## EXERCISE MATERIALS
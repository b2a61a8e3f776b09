use super::*;

const PAGE_URL: &str = "https://textbook.example.com/docs/foundations/";

fn sample_page() -> String {
    let intro = "Physical AI combines robotics, machine learning, and physics to build \
                 systems that act in the real world."
        .to_string();
    let body = "Sensors feed observations into a perception stack. ".repeat(30);
    format!(
        "# Foundations of Physical AI\n{intro}\n## Perception\n{body}\n### Cameras\nDepth \
         cameras estimate distance per pixel.\n"
    )
}

#[test]
fn chunks_are_never_empty() {
    let chunks = chunk_text(&sample_page(), PAGE_URL, &ChunkerConfig::default());
    assert!(!chunks.is_empty());
    for chunk in &chunks {
        assert!(!chunk.content.trim().is_empty());
    }
}

#[test]
fn heading_hierarchy_depth_is_bounded() {
    let text = "# One\na\n## Two\nb\n### Three\nc\n#### Four\nbody under deep heading\n";
    let chunks = chunk_text(text, PAGE_URL, &ChunkerConfig::default());
    for chunk in &chunks {
        assert!(chunk.heading_hierarchy.len() <= 3);
    }

    // Level-4 markers are body text, not metadata
    assert!(chunks.iter().any(|c| c.content.contains("#### Four")));
}

#[test]
fn headings_update_chapter_and_section() {
    let chunks = chunk_text(&sample_page(), PAGE_URL, &ChunkerConfig::default());

    let intro = &chunks[0];
    assert_eq!(intro.chapter, "Foundations of Physical AI");
    assert_eq!(intro.section, "");

    let perception = chunks
        .iter()
        .find(|c| c.section == "Perception")
        .expect("section chunk exists");
    assert_eq!(perception.chapter, "Foundations of Physical AI");

    let cameras = chunks
        .iter()
        .find(|c| c.content.contains("Depth"))
        .expect("subsection chunk exists");
    assert_eq!(
        cameras.heading_hierarchy,
        vec!["Foundations of Physical AI", "Perception", "Cameras"]
    );
}

#[test]
fn size_threshold_splits_long_sections() {
    let config = ChunkerConfig {
        max_chunk_chars: 200,
        ..ChunkerConfig::default()
    };
    let chunks = chunk_text(&sample_page(), PAGE_URL, &config);

    let perception_chunks = chunks.iter().filter(|c| c.section == "Perception").count();
    assert!(perception_chunks > 1, "long section should split");
}

#[test]
fn overlap_carries_predecessor_tail() {
    let text = format!(
        "# Chapter\nfirst line of part one\nsecond line of part one\n{}\nlast line of part \
         one\nnext part begins here\n{}",
        "filler sentence for length. ".repeat(40),
        "more filler to force another chunk boundary. ".repeat(40)
    );
    let config = ChunkerConfig {
        max_chunk_chars: 300,
        overlap_lines: 2,
    };
    let chunks = chunk_text(&text, PAGE_URL, &config);
    assert!(chunks.len() >= 2);

    for pair in chunks.windows(2) {
        assert!(
            pair[1].content.contains("(continued)"),
            "every follow-up chunk carries the continuation marker"
        );
    }
    // The first chunk never gets a prefix
    assert!(!chunks[0].content.contains("(continued)"));
}

#[test]
fn chapter_falls_back_to_url_segment() {
    let chunks = chunk_text(
        "no headings on this page, just prose about sensors and actuators",
        PAGE_URL,
        &ChunkerConfig::default(),
    );
    assert_eq!(chunks.len(), 1);
    assert_eq!(chunks[0].chapter, "foundations");
}

#[test]
fn quality_scores_are_clamped() {
    let chunks = chunk_text(&sample_page(), PAGE_URL, &ChunkerConfig::default());
    for chunk in &chunks {
        assert!((0.0..=1.0).contains(&chunk.quality_score));
    }
}
use super::*;

fn context(id: &str, content: &str, score: f32) -> RetrievedContext {
    RetrievedContext {
        id: id.to_string(),
        content: content.to_string(),
        url: format!("https://textbook.example.com/docs/{id}"),
        chapter: "Foundations".to_string(),
        section: "Overview".to_string(),
        heading_hierarchy: vec!["Foundations".to_string()],
        similarity_score: score,
    }
}

#[test]
fn repetitive_boilerplate_contexts_are_dropped() {
    let contexts = vec![
        context(
            "good",
            "Inverse kinematics computes joint angles from a desired end effector pose.",
            0.9,
        ),
        context(
            "bad",
            "Complete learning path for robots. Complete learning path again and again.",
            0.8,
        ),
    ];

    let filtered = filter_repetitive_contexts(&contexts);

    assert_eq!(filtered.len(), 1);
    assert_eq!(filtered[0].id, "good");
}

#[test]
fn high_token_repetition_is_dropped() {
    let contexts = vec![context("loop", "robot robot robot robot robot robot arm", 0.9)];
    assert!(filter_repetitive_contexts(&contexts).is_empty());
}

#[test]
fn format_context_numbers_and_dedups() {
    let body = "Sensors measure the state of the robot and its environment.";
    let contexts = vec![
        context("a", body, 0.9),
        context("b", body, 0.8),
        context("c", "Actuators apply forces and torques to move the robot.", 0.7),
    ];

    let formatted = format_context(&contexts);

    assert!(formatted.contains("Context 1:"));
    assert!(formatted.contains("Context 2:"));
    assert!(!formatted.contains("Context 3:"));
    assert!(formatted.contains("Chapter: Foundations"));
    assert!(formatted.contains("Similarity Score: 0.9"));
}

#[test]
fn format_history_alternates_q_and_a() {
    let history = vec![
        ("What is a robot?".to_string(), "A programmable machine.".to_string()),
        ("Can they walk?".to_string(), "Some can, with legged locomotion.".to_string()),
    ];

    let formatted = format_history(&history);

    assert!(formatted.contains("Q1: What is a robot?"));
    assert!(formatted.contains("A1: A programmable machine."));
    assert!(formatted.contains("Q2: Can they walk?"));
}

#[test]
fn prompt_includes_preference_instructions() {
    let prompt = build_prompt(
        "What is torque?",
        "Context 1:\nContent: Torque is rotational force.\n---\n",
        "",
        UserPreferences {
            detail_level: DetailLevel::Advanced,
            response_format: ResponseFormat::Concise,
        },
    );

    assert!(prompt.contains("QUESTION: What is torque?"));
    assert!(prompt.contains(DetailLevel::Advanced.instruction()));
    assert!(prompt.contains(ResponseFormat::Concise.instruction()));
    assert!(!prompt.contains("CONVERSATION HISTORY"));
}

#[test]
fn prompt_with_history_adds_followup_instruction() {
    let prompt = build_prompt(
        "And its units?",
        "Context 1:\nContent: Torque is rotational force.\n---\n",
        "Q1: What is torque?\nA1: Rotational force.",
        UserPreferences::default(),
    );

    assert!(prompt.contains("CONVERSATION HISTORY"));
    assert!(prompt.contains("follow-up questions"));
}

#[test]
fn fallback_prompt_names_the_question() {
    let prompt = build_fallback_prompt("What is dark matter?");
    assert!(prompt.contains("What is dark matter?"));
    assert!(prompt.contains("couldn't find specific textbook content"));
}

#[test]
fn preference_enums_deserialize_from_lowercase() {
    let prefs: UserPreferences =
        serde_json::from_str(r#"{"detail_level":"basic","response_format":"examples"}"#).unwrap();
    assert_eq!(prefs.detail_level, DetailLevel::Basic);
    assert_eq!(prefs.response_format, ResponseFormat::Examples);

    let defaults: UserPreferences = serde_json::from_str("{}").unwrap();
    assert_eq!(defaults, UserPreferences::default());
}
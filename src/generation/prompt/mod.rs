//! Prompt assembly for the answer generator.
//!
//! Contexts pass a repetition filter, get formatted into a numbered block,
//! and are combined with optional conversation history, the question, and
//! instruction lines derived from the user's preferences.

#[cfg(test)]
mod tests;

use itertools::Itertools;
use serde::{Deserialize, Serialize};
use std::fmt::Write as _;
use tracing::debug;

use crate::retrieval::quality;
use crate::retrieval::RetrievedContext;

/// Repeated-token ratio above which a context is dropped as filler.
const REPETITION_RATIO_LIMIT: f32 = 0.7;

/// How much detail the answer should carry.
#[derive(Debug, Clone, Copy, PartialEq, Eq, Default, Serialize, Deserialize, Hash)]
#[serde(rename_all = "lowercase")]
pub enum DetailLevel {
    Basic,
    #[default]
    Intermediate,
    Advanced,
}

impl DetailLevel {
    #[inline]
    pub fn instruction(self) -> &'static str {
        match self {
            Self::Basic => "Provide a simple, straightforward answer.",
            Self::Intermediate => "Provide a moderately detailed answer with key points.",
            Self::Advanced => "Provide a comprehensive, technical answer with details.",
        }
    }

    #[inline]
    pub fn as_str(self) -> &'static str {
        match self {
            Self::Basic => "basic",
            Self::Intermediate => "intermediate",
            Self::Advanced => "advanced",
        }
    }
}

/// Overall shape of the answer text.
#[derive(Debug, Clone, Copy, PartialEq, Eq, Default, Serialize, Deserialize, Hash)]
#[serde(rename_all = "lowercase")]
pub enum ResponseFormat {
    Concise,
    #[default]
    Detailed,
    Examples,
}

impl ResponseFormat {
    #[inline]
    pub fn instruction(self) -> &'static str {
        match self {
            Self::Concise => "Keep the response brief and to the point.",
            Self::Detailed => "Provide a thorough explanation with examples where appropriate.",
            Self::Examples => "Include relevant examples from the context.",
        }
    }

    #[inline]
    pub fn as_str(self) -> &'static str {
        match self {
            Self::Concise => "concise",
            Self::Detailed => "detailed",
            Self::Examples => "examples",
        }
    }
}

/// Per-request answer shaping options. Unknown fields are rejected at the
/// HTTP boundary; missing fields fall back to the defaults.
#[derive(Debug, Clone, Copy, PartialEq, Eq, Default, Serialize, Deserialize, Hash)]
#[serde(default)]
pub struct UserPreferences {
    pub detail_level: DetailLevel,
    pub response_format: ResponseFormat,
}

/// Drop contexts whose content repeats boilerplate phrases or whose token
/// stream is mostly repeats. Returns survivors in input order.
#[inline]
pub fn filter_repetitive_contexts(contexts: &[RetrievedContext]) -> Vec<RetrievedContext> {
    let filtered: Vec<RetrievedContext> = contexts
        .iter()
        .filter(|ctx| {
            let content_lower = ctx.content.to_lowercase();
            let repetitive = quality::has_repeated_boilerplate(&content_lower)
                || quality::repeated_token_ratio(&content_lower) > REPETITION_RATIO_LIMIT;
            if repetitive {
                debug!(
                    "Filtered out repetitive context: {}",
                    ctx.content.chars().take(100).collect::<String>()
                );
            }
            !repetitive
        })
        .cloned()
        .collect();

    debug!(
        "Filtered {} repetitive contexts out of {} total",
        contexts.len() - filtered.len(),
        contexts.len()
    );
    filtered
}

/// Render contexts as a numbered block. A dedup pass on the content prefix
/// key runs again here in case upstream selection let a near-duplicate
/// through.
#[inline]
pub fn format_context(contexts: &[RetrievedContext]) -> String {
    contexts
        .iter()
        .unique_by(|ctx| quality::content_prefix_key(&ctx.content))
        .enumerate()
        .map(|(i, ctx)| {
            format!(
                "Context {n}:\nChapter: {chapter}\nSection: {section}\nContent: {content}\nURL: {url}\nSimilarity Score: {score}\n---\n",
                n = i + 1,
                chapter = ctx.chapter,
                section = ctx.section,
                content = ctx.content,
                url = ctx.url,
                score = ctx.similarity_score,
            )
        })
        .join("\n")
}

/// Render the most recent turns as alternating Q/A lines.
#[inline]
pub fn format_history(history: &[(String, String)]) -> String {
    history
        .iter()
        .enumerate()
        .map(|(i, (question, response))| {
            format!("Q{n}: {question}\nA{n}: {response}", n = i + 1)
        })
        .join("\n")
}

/// Build the grounded user prompt from its pieces. The history block is
/// omitted when empty.
#[inline]
pub fn build_prompt(
    question: &str,
    context: &str,
    conversation_history: &str,
    preferences: UserPreferences,
) -> String {
    let mut prompt = String::new();

    if conversation_history.is_empty() {
        let _ = write!(
            prompt,
            "Based on the following textbook content, please answer the question.\n\n\
             TEXTBOOK CONTENT:\n{context}\n\n\
             QUESTION: {question}\n\n"
        );
    } else {
        let _ = write!(
            prompt,
            "Based on the following textbook content and conversation history, please answer the question.\n\n\
             TEXTBOOK CONTENT:\n{context}\n\n\
             CONVERSATION HISTORY:\n{conversation_history}\n\n\
             QUESTION: {question}\n\n"
        );
    }

    prompt.push_str("INSTRUCTIONS:\n");
    prompt.push_str("- Answer only based on the provided textbook content\n");
    prompt.push_str("- Do not provide information not found in the textbook\n");
    prompt.push_str("- Always cite the source of your information\n");
    if !conversation_history.is_empty() {
        prompt.push_str("- Consider the conversation history when answering follow-up questions\n");
    }
    let _ = writeln!(prompt, "- {}", preferences.detail_level.instruction());
    let _ = writeln!(prompt, "- {}", preferences.response_format.instruction());
    prompt.push_str("- If the textbook content doesn't contain the answer, clearly state that\n");

    prompt
}

/// Prompt used when no usable contexts survive: a disclaimed
/// general-knowledge answer is acceptable, a refusal is not.
#[inline]
pub fn build_fallback_prompt(question: &str) -> String {
    format!(
        "Question: {question}\n\n\
         You are an AI assistant. I couldn't find specific textbook content relevant to this \
         question. Provide a general answer if possible, or explain that you don't have \
         specific textbook information for this query."
    )
}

## ACTIVITY
Show all lines from the data that contain "Intermediate".

## REPLY
    Intermediate,
            Self::Intermediate => "Provide a moderately detailed answer with key points.",
            Self::Intermediate => "intermediate",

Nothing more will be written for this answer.